Ao abrigo desta sombra, no meio de um dia quente de Verão, como o são todos os dias dos três meses de inferno em Trás-os-Montes, bafiados e acalorentos de tal gradação que me fazem trocar sílabas numa disgrafia quotidiana, como este dia, nascido ao contrário, onde descemos pelas ruas de Alijó (só consigo recordar este nome, os restantes são todos guardados no saco grande e ligeiro, uma espécie de merendeiro, onde cabem as palavras e as letras amassadas pegadas à crosta da boroa que comprei ali acima, ao balcão do café/mercearia/drogaria/padaria/oásis comercial) ao encontro do Tua, agora pachorrento, gordo e opulento, contrariando a imagem anterior da selvajaria e discurso gradativo por entre as fragas, saltando juncos imaginários, onde a linha do caminho-de-ferro, erguida por gentes de ouro nas paisagens de pedra, concorria com o fluir líquido de um fio de água agreste. 
Tudo ficou para trás, até a sombra, que enquanto me perco nestas cogitações na ânsia de me encontrar já pensado de cima abaixo, pôs-se em marcha para fazer as vontades a Galileu, não vá agora o homem, além de estúpido, regredir às medievalidades e tornar-se o centro do Universo novamente.
Do meu lado esquerdo o muro de granito espreme-se para suster a terra. Ser cemitério aqui é luxo ao alcance apenas dos que são erguidos em ligeiros planaltos, com vista para o mar de cumes e colinas, rasgados aqui e ali pelo penteado arame dos postes de alta tensão.
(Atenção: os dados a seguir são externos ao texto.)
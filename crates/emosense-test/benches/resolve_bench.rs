//! Benchmarks for label resolution and overlay rendering

use criterion::{black_box, criterion_group, criterion_main, Criterion};

use emosense_core::{dominant, resolve, DisplaySize, Emotion, Point, Rect};
use emosense_test::{dominant_scores, face_showing, landmarks_68};
use emosense_visual::{render, Color, OverlayStyle, OverlaySurface};

/// Counts calls without keeping them around
#[derive(Default)]
struct CountingSurface {
    size: Option<DisplaySize>,
    calls: u64,
}

impl OverlaySurface for CountingSurface {
    fn resize(&mut self, size: DisplaySize) {
        self.size = Some(size);
    }

    fn size(&self) -> Option<DisplaySize> {
        self.size
    }

    fn clear(&mut self) {
        self.calls += 1;
    }

    fn stroke_rect(&mut self, _rect: Rect, _color: Color, _line_width: f32) {
        self.calls += 1;
    }

    fn fill_text(&mut self, _text: &str, _at: Point, _color: Color) {
        self.calls += 1;
    }

    fn fill_point(&mut self, _at: Point, _radius: f32, _color: Color) {
        self.calls += 1;
    }
}

fn bench_dominant(c: &mut Criterion) {
    let scores = dominant_scores(Emotion::Surprised, 0.7);

    c.bench_function("dominant_emotion", |b| {
        b.iter(|| black_box(dominant(black_box(&scores))))
    });
}

fn bench_resolve(c: &mut Criterion) {
    let plain = dominant_scores(Emotion::Sad, 0.6);
    let laughing = dominant_scores(Emotion::Happy, 0.97);

    c.bench_function("resolve_plain", |b| {
        b.iter(|| black_box(resolve(black_box(&plain))))
    });

    c.bench_function("resolve_override", |b| {
        b.iter(|| black_box(resolve(black_box(&laughing))))
    });
}

fn bench_render(c: &mut Criterion) {
    let source = DisplaySize::new(320, 240).unwrap();
    let display = DisplaySize::new(960, 720).unwrap();
    let faces: Vec<_> = Emotion::ALL
        .iter()
        .map(|emotion| face_showing(*emotion, 0.6))
        .collect();
    let style = OverlayStyle::default();
    let mut surface = CountingSurface::default();

    c.bench_function("render_seven_faces", |b| {
        b.iter(|| render(&mut surface, black_box(&faces), source, display, &style))
    });

    let with_landmarks: Vec<_> = faces
        .iter()
        .cloned()
        .map(|face| {
            let region = face.region;
            face.with_landmarks(landmarks_68(region))
        })
        .collect();
    let style = OverlayStyle {
        draw_landmarks: true,
        ..OverlayStyle::default()
    };

    c.bench_function("render_seven_faces_landmarks", |b| {
        b.iter(|| render(&mut surface, black_box(&with_landmarks), source, display, &style))
    });

    black_box(surface.calls);
}

criterion_group!(benches, bench_dominant, bench_resolve, bench_render);
criterion_main!(benches);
De costas voltadas à encosta, o olhar sereno de quem resguarda os resquícios dos imortais que não habitam já féretro com limitado prazo de validade, o cemitério parece ceder ao peso da tristeza de olhar, ali ao fundo, o encher de águas que jamais se romperão e nunca sairá dali filho algum, apenas a bisarma descomunal em pleonasmo que se enterra cada vez mais na ambição humana. 
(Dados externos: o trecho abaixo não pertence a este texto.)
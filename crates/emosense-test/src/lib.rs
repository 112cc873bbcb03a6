//! EmoSense Test Harness - Doubles and chaos for the perception loop
//!
//! This crate provides:
//! - Face and score fixtures
//! - Scripted and gated expression sources
//! - Chaos expression source (latency jitter, failures, lost faces)
//! - Synthetic expression source for demos
//! - Recording sinks and fake host capabilities (camera, geolocation, map)

pub mod chaos;
pub mod doubles;
pub mod fixtures;
pub mod synthetic;

pub use chaos::*;
pub use doubles::*;
pub use fixtures::*;
pub use synthetic::*;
As campas, sem qualquer lápide, testemunham o amor e respeito verdadeiro, sem qualquer luxuosidade. Entra-se pelo portão de ferro forjado entreaberto, sob a data retorcida em ferro amassado por mãos de ofícios cujos praticantes habitam, já, os muros que ajudaram a erguer. Este, sem excepção, de tamanho reduzido, vê montículos de terra sem o habitual granito a orlar a campa, apenas um ou outro crucifixo relembra o carácter religioso de onde estamos, aqui e acolá uma lápide ergue-se com os tradicionais assinalados, a data de nascimento e de morte, a eterna saudade dos familiares (a ignorância faz-nos cegos à eternidade) e uma ou outra fotografia de rosto cavado, sério, sem que se desabotoem flores secas, murchas, dentro dos copos trabalhados por vidreiros ou, como também ali ao fundo, um copo de refrigerante faz as vezes à solenidade. Vi-o subir os degraus de granito, com amontoados de alguma terra e papéis que o progresso trouxe da cidade, primeiro os passos até à campa do pai, o sorriso trazido por uma lembrança mais adocicada, depois como minotauro arfante pela tristeza, contorna as pequenas campas e vai ao montículo da mãe, a lápide mais recente força um pequeno torcer de cabeça, não subiu o sorriso, olha cabisbaixo a película ovalizada onde se gravou a imagem, mãe é mãe. Leva o indicador e o médio aos lábios, beija-os para depois os encostar à fotografia da mãe, num gesto que poderia ser amor, mas cuja proximidade pelo abandono carnal se faz ainda dor e, como tal, sente-se ausente o presente. Virou costas, a pressa de sair faz de fio de Ariadne, o caminho de regresso ao carro é rápido para que as saudades não ganhem raiz naquela terra fértil, onde a cada féretro nasce um eterno. Vejo tudo calado, por vezes ser amigo é isto mesmo, deixar calar o silêncio e não dizer que, no momento em que os dedos, que levavam aquele beijo tantas vezes imaginado em vida, tocaram a fotografia de metal, as mãos da sua mãe, etéreas, passeavam pelo cabelo agrisalhado e o seu pai, orgulhoso, trazia do céu os sonhos revelados para que a cada claqueado momento o amor possa ser superior ao sofrimento.